_Extracted entries:_
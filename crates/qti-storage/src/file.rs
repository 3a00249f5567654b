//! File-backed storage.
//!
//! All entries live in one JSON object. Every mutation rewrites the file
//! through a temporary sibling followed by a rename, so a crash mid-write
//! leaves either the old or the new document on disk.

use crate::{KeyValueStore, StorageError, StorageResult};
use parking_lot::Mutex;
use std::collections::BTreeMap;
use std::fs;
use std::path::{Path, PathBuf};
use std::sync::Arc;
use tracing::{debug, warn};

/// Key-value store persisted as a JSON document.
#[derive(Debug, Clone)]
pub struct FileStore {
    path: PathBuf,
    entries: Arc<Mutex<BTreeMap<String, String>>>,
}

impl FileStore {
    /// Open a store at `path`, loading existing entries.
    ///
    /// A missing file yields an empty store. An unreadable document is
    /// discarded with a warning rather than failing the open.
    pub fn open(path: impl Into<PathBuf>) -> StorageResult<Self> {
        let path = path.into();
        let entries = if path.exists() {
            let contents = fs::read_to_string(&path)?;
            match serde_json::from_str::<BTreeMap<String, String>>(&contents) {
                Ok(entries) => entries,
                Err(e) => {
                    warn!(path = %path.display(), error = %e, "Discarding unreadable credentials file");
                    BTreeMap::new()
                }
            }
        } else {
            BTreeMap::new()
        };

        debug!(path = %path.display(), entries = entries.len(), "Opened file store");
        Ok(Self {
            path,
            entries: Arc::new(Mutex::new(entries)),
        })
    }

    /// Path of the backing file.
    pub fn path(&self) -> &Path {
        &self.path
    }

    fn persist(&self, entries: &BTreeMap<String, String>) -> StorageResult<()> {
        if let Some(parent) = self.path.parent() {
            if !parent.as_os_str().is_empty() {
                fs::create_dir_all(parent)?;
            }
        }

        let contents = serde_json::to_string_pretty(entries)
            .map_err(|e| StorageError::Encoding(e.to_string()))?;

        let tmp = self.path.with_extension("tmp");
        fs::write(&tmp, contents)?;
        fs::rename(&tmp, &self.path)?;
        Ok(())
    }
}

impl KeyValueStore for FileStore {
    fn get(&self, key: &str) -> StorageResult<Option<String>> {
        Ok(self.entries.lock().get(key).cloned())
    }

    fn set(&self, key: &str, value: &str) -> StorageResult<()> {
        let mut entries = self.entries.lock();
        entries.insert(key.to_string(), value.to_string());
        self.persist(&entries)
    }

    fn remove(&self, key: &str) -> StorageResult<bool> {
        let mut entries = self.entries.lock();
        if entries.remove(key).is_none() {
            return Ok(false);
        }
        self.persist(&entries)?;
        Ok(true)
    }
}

---

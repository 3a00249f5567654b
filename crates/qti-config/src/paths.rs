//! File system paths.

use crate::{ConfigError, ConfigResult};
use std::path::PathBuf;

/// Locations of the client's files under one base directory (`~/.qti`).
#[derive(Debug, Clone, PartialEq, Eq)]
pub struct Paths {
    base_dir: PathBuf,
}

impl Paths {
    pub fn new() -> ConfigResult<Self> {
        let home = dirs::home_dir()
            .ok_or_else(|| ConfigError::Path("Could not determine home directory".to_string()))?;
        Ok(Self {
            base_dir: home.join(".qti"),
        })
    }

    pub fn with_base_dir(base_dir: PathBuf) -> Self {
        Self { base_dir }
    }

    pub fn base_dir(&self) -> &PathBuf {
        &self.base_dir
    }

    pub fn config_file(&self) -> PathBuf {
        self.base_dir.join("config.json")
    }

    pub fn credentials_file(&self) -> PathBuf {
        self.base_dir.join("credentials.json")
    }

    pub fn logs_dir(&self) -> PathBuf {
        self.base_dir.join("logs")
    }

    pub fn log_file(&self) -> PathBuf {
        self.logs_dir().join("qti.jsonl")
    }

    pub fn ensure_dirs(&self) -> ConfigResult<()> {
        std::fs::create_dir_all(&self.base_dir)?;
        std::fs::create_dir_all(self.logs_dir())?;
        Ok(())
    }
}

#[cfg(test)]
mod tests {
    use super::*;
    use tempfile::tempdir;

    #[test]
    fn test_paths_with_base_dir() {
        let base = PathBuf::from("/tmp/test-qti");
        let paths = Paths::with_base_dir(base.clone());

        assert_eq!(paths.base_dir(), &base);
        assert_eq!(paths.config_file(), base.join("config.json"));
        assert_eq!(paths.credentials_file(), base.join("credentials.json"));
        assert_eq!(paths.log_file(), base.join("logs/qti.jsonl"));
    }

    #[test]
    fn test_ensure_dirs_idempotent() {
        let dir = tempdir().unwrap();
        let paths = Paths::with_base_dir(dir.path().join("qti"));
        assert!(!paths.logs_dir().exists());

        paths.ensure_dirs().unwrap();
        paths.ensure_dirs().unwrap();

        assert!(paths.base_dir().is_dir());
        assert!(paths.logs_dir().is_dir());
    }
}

_Instructions for the task:_ Take every line above where "crates" appears and copy it.

_Result of this task:_
filename crates/qti-storage/src/file.rs
filename crates/qti-config/src/paths.rs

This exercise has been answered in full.